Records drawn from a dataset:

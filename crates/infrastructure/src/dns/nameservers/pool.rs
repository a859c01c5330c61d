use super::random::{FastRandom, RandomSource};
use arc_swap::ArcSwap;
use ferrous_resolv_domain::{Address, AddressInput, DomainError};
use rustc_hash::FxHashSet;
use std::fmt;
use std::sync::{Arc, Mutex, PoisonError};
use tracing::{debug, info, warn};

pub const DEFAULT_NAMESERVER_PORT: u16 = 53;

/// Candidate nameservers for a resolver.
///
/// Members are unique by `(host, port)`. Every `add`/`fail` rebuilds an
/// ordered view of the members under the writer lock and publishes it
/// atomically, so `pick_random` and `iter` never block on writers and
/// never see a half-built view.
pub struct NameServers<R = FastRandom> {
    members: Mutex<FxHashSet<Address>>,
    view: ArcSwap<Vec<Address>>,
    default_port: u16,
    rng: R,
}

impl NameServers<FastRandom> {
    /// Builds a pool from raw nameserver specs. Fails on the first spec
    /// that does not parse.
    pub fn new<'a, I>(nameservers: I, default_port: u16) -> Result<Self, DomainError>
    where
        I: IntoIterator,
        I::Item: Into<AddressInput<'a>>,
    {
        Self::with_rng(nameservers, default_port, FastRandom)
    }
}

impl Default for NameServers<FastRandom> {
    fn default() -> Self {
        Self::empty(DEFAULT_NAMESERVER_PORT, FastRandom)
    }
}

impl<R: RandomSource> NameServers<R> {
    pub fn with_rng<'a, I>(nameservers: I, default_port: u16, rng: R) -> Result<Self, DomainError>
    where
        I: IntoIterator,
        I::Item: Into<AddressInput<'a>>,
    {
        let pool = Self::empty(default_port, rng);
        for nameserver in nameservers {
            pool.add(nameserver)?;
        }
        info!(
            nameservers = pool.len(),
            default_port, "Nameserver pool initialized"
        );
        Ok(pool)
    }

    fn empty(default_port: u16, rng: R) -> Self {
        Self {
            members: Mutex::new(FxHashSet::default()),
            view: ArcSwap::from_pointee(Vec::new()),
            default_port,
            rng,
        }
    }

    pub fn default_port(&self) -> u16 {
        self.default_port
    }

    pub fn len(&self) -> usize {
        self.view.load().len()
    }

    pub fn is_empty(&self) -> bool {
        self.view.load().is_empty()
    }

    /// Parses `nameserver` (domain names allowed) and inserts it.
    ///
    /// Returns `false` when an equal member was already present.
    pub fn add<'a>(&self, nameserver: impl Into<AddressInput<'a>>) -> Result<bool, DomainError> {
        let addr = Address::parse(nameserver, self.default_port, true)?;
        let mut members = self.members.lock().unwrap_or_else(PoisonError::into_inner);
        let server_str = addr.to_display_string(Some(self.default_port));
        let inserted = members.insert(addr);
        self.rebuild_view(&members);
        if inserted {
            debug!(nameserver = %server_str, nameservers = members.len(), "Nameserver added");
        }
        Ok(inserted)
    }

    /// Drops `nameserver` from the pool. Absent members are ignored.
    ///
    /// Returns `true` when a member was removed.
    pub fn fail(&self, nameserver: &Address) -> bool {
        let mut members = self.members.lock().unwrap_or_else(PoisonError::into_inner);
        let removed = members.remove(nameserver);
        self.rebuild_view(&members);
        if removed {
            warn!(
                nameserver = %nameserver.to_display_string(Some(self.default_port)),
                remaining = members.len(),
                "Nameserver marked FAILED"
            );
        }
        removed
    }

    /// Picks one member uniformly at random.
    ///
    /// Indices from the random source are reduced modulo the member count.
    pub fn pick_random(&self) -> Result<Address, DomainError> {
        let view = self.view.load();
        if view.is_empty() {
            return Err(DomainError::EmptyPool);
        }
        let index = self.rng.next_index(view.len()) % view.len();
        Ok(view[index].clone())
    }

    /// Iterates over the members as of this call.
    pub fn iter(&self) -> NameServersIter {
        NameServersIter {
            view: self.view.load_full(),
            position: 0,
        }
    }

    /// The current ordered view.
    pub fn snapshot(&self) -> Arc<Vec<Address>> {
        self.view.load_full()
    }

    // Called with the writer lock held.
    fn rebuild_view(&self, members: &FxHashSet<Address>) {
        let view: Vec<Address> = members.iter().cloned().collect();
        self.view.store(Arc::new(view));
    }
}

impl<R> fmt::Display for NameServers<R> {
    fn fmt(&self, f: &mut fmt::Formatter<'_>) -> fmt::Result {
        let view = self.view.load();
        let rendered: Vec<String> = view.iter().map(|a| a.to_string()).collect();
        write!(f, "<NameServers [{}]>", rendered.join(","))
    }
}

impl<R> fmt::Debug for NameServers<R> {
    fn fmt(&self, f: &mut fmt::Formatter<'_>) -> fmt::Result {
        f.debug_struct("NameServers")
            .field("members", &*self.view.load())
            .field("default_port", &self.default_port)
            .finish()
    }
}

impl<'p, R: RandomSource> IntoIterator for &'p NameServers<R> {
    type Item = Address;
    type IntoIter = NameServersIter;

    fn into_iter(self) -> Self::IntoIter {
        self.iter()
    }
}

/// Iterator over a fixed view of a [`NameServers`] pool.
#[derive(Debug, Clone)]
pub struct NameServersIter {
    view: Arc<Vec<Address>>,
    position: usize,
}

impl Iterator for NameServersIter {
    type Item = Address;

    fn next(&mut self) -> Option<Self::Item> {
        let addr = self.view.get(self.position)?.clone();
        self.position += 1;
        Some(addr)
    }

    fn size_hint(&self) -> (usize, Option<usize>) {
        let remaining = self.view.len() - self.position;
        (remaining, Some(remaining))
    }
}

impl ExactSizeIterator for NameServersIter {}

Task goal: Whenever the word "field" shows up in a line of the entries, copy that line.

Solution for this task:
            .field("members", &*self.view.load())
            .field("default_port", &self.default_port)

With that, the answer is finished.